**RECORDS FOR THE TASK**
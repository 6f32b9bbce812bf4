//! Error types shared across the service.
//!
//! Tool failures never appear here: the agent loop folds them into the
//! transcript so the model can react to them. This enum covers the faults
//! that abort a request instead (bad configuration, unreachable provider,
//! malformed inbound requests).

use std::time::Duration;

use thiserror::Error;

pub type Result<T> = std::result::Result<T, Error>;

#[derive(Debug, Error)]
pub enum Error {
    /// A credential required by this request path is not configured.
    #[error("missing credential: {0} is not set")]
    MissingCredential(&'static str),

    #[error("Agent '{name}' not found. Available agents: {available:?}")]
    UnknownAgent { name: String, available: Vec<String> },

    #[error("model '{model}' is not supported by {provider} (supported: {supported:?})")]
    UnsupportedModel {
        provider: &'static str,
        model: String,
        supported: &'static [&'static str],
    },

    /// The provider is declared in the catalog but has no invocation path.
    #[error("{0} provider invocation is not implemented yet")]
    ProviderNotImplemented(&'static str),

    #[error("agent request must contain at least one agent")]
    NoAgents,

    #[error("invalid request: {0}")]
    InvalidRequest(String),

    /// Transport or HTTP failure talking to the LLM provider. The activity
    /// runner retries these.
    #[error("LLM provider request failed: {0}")]
    Provider(#[source] reqwest::Error),

    #[error("file staging request failed: {0}")]
    Staging(#[source] reqwest::Error),

    #[error("activity '{activity}' timed out after {timeout:?}")]
    ActivityTimeout {
        activity: &'static str,
        timeout: Duration,
    },

    #[error("serialization failed: {0}")]
    Json(#[from] serde_json::Error),
}

impl Error {
    /// Whether the activity runner should retry after this failure.
    ///
    /// Configuration faults are permanent: retrying them burns attempts
    /// without any chance of success.
    pub fn is_retryable(&self) -> bool {
        matches!(self, Error::Provider(_) | Error::ActivityTimeout { .. })
    }
}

**EXERCISE DETAILS**
Each line of the records should be transcribed without change.

**WRITTEN ANSWER**
repository 6f32b9bbce812bf4
//! Error types shared across the service.
//!
//! Tool failures never appear here: the agent loop folds them into the
//! transcript so the model can react to them. This enum covers the faults
//! that abort a request instead (bad configuration, unreachable provider,
//! malformed inbound requests).

use std::time::Duration;

use thiserror::Error;

pub type Result<T> = std::result::Result<T, Error>;

#[derive(Debug, Error)]
pub enum Error {
    /// A credential required by this request path is not configured.
    #[error("missing credential: {0} is not set")]
    MissingCredential(&'static str),

    #[error("Agent '{name}' not found. Available agents: {available:?}")]
    UnknownAgent { name: String, available: Vec<String> },

    #[error("model '{model}' is not supported by {provider} (supported: {supported:?})")]
    UnsupportedModel {
        provider: &'static str,
        model: String,
        supported: &'static [&'static str],
    },

    /// The provider is declared in the catalog but has no invocation path.
    #[error("{0} provider invocation is not implemented yet")]
    ProviderNotImplemented(&'static str),

    #[error("agent request must contain at least one agent")]
    NoAgents,

    #[error("invalid request: {0}")]
    InvalidRequest(String),

    /// Transport or HTTP failure talking to the LLM provider. The activity
    /// runner retries these.
    #[error("LLM provider request failed: {0}")]
    Provider(#[source] reqwest::Error),

    #[error("file staging request failed: {0}")]
    Staging(#[source] reqwest::Error),

    #[error("activity '{activity}' timed out after {timeout:?}")]
    ActivityTimeout {
        activity: &'static str,
        timeout: Duration,
    },

    #[error("serialization failed: {0}")]
    Json(#[from] serde_json::Error),
}

impl Error {
    /// Whether the activity runner should retry after this failure.
    ///
    /// Configuration faults are permanent: retrying them burns attempts
    /// without any chance of success.
    pub fn is_retryable(&self) -> bool {
        matches!(self, Error::Provider(_) | Error::ActivityTimeout { .. })
    }
}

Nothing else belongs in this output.